In the late 19th century Harvard University was the first to take advantage of the growing numbers of educated women, employing a group at the Harvard College Observatory. Known as “computers”, they charted the position and brightness of stars on a daily basis by applying mathematical formulae to the observations of their male colleagues who watched the sky.

How the Ladies of Harvard University took the Measure of the Stars:

  1. The introduction of photography at the Harvard Observatory allowed the capturing of the skies on eight by ten-inch glass plates. It was the woman at Harvard that were assigned these photographic duties.
  2. Williamina Fleming discovered 10 nova’s, doubling the number observed at the time she started.
  3. Anne Cannon recorded hundreds of thousands of stars and invented a classification system for stars that astronomers still use today.
  4. Henrietta Leavitt became the first person to realize that the cyclical dimming and brightening of variable stars  related to their brightness. This allowed astronomers to measure how far apart they were and to establish the distances between stars and galaxies.
  5. Cecilia Payne discovered the abundance of hydrogen in stars.  She was the first Harvard Student (man or woman) to be awarded a PhD in astronomy,
  6. A stars spectrum could be recorded for the first time.


These spectra resemble long rainbow-coloured strips (rendered in black and white on the plates’ photographic emulsion) interspersed with numerous dark lines. Scientists would come to understand that the gaps in a spectrum are due to the absorption of light by the atoms of chemical elements that compose a star’s outer layers.

The ability to divine a star’s constituents from its spectrum “made the chemist’s arms millions of miles long”.

Stellar spectroscopy would also reveal other physical attributes of stars such as their temperature, eventually giving rise to the new field of astrophysics.

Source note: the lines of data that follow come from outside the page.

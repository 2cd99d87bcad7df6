use serde::{Deserialize, Serialize};

/// Tables exposed in the admin panel.
#[derive(Clone, Copy, Debug, PartialEq, Eq, Hash, Serialize, Deserialize)]
#[serde(rename_all = "snake_case")]
pub enum AdminTable {
    Case,
    Skin,
    User,
    Task,
    QuizQuestion,
}

impl AdminTable {
    pub const ALL: [AdminTable; 5] = [
        AdminTable::Case,
        AdminTable::Skin,
        AdminTable::User,
        AdminTable::Task,
        AdminTable::QuizQuestion,
    ];
}

/// How a field renders and validates in an admin form.
#[derive(Clone, Copy, Debug, PartialEq, Eq, Serialize, Deserialize)]
#[serde(rename_all = "snake_case")]
pub enum FieldKind {
    Text,
    Integer,
    Boolean,
    ImageRef,
    /// Relative selection weight (u64 weight units).
    WeightUnits,
    /// Coin amount.
    Coins,
}

/// One column of an admin table.
#[derive(Clone, Copy, Debug, PartialEq, Eq, Serialize)]
pub struct FieldSpec {
    pub name: &'static str,
    pub kind: FieldKind,
    pub required: bool,
}

const fn field(name: &'static str, kind: FieldKind, required: bool) -> FieldSpec {
    FieldSpec {
        name,
        kind,
        required,
    }
}

/// Column schema per table. Form rendering is a lookup over this map, so a
/// new table means a new variant here rather than untyped records.
pub fn field_schema(table: AdminTable) -> &'static [FieldSpec] {
    const CASE: &[FieldSpec] = &[
        field("name", FieldKind::Text, true),
        field("price", FieldKind::Coins, true),
        field("image_ref", FieldKind::ImageRef, true),
        field("is_free", FieldKind::Boolean, false),
    ];
    const SKIN: &[FieldSpec] = &[
        field("display_name", FieldKind::Text, true),
        field("image_ref", FieldKind::ImageRef, true),
        field("weight", FieldKind::WeightUnits, true),
        field("never_drop", FieldKind::Boolean, false),
        field("value", FieldKind::Coins, true),
    ];
    const USER: &[FieldSpec] = &[
        field("name", FieldKind::Text, true),
        field("balance", FieldKind::Coins, true),
        field("is_admin", FieldKind::Boolean, false),
    ];
    const TASK: &[FieldSpec] = &[
        field("title", FieldKind::Text, true),
        field("reward_coins", FieldKind::Coins, true),
        field("active", FieldKind::Boolean, false),
    ];
    const QUIZ_QUESTION: &[FieldSpec] = &[
        field("question", FieldKind::Text, true),
        field("answer", FieldKind::Text, true),
        field("reward_coins", FieldKind::Coins, true),
    ];

    match table {
        AdminTable::Case => CASE,
        AdminTable::Skin => SKIN,
        AdminTable::User => USER,
        AdminTable::Task => TASK,
        AdminTable::QuizQuestion => QUIZ_QUESTION,
    }
}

 Take Away Points and Context

  • The woman at Havard made remarkable discoveries at a time when woman had few rights.
  • They were often given humdrum labors to undertake, but made the best of what they did.
  • Had they been less occupied with these labours they may have achieved even more than they did.


Full article:

Looking at the stars: How women rose to the top of American astronomy

The Economist

The Glass Universe: How the Ladies of the Harvard Observatory Took the Measure of the Stars.

By Dava Sobel.
Viking; 324 pages; $30.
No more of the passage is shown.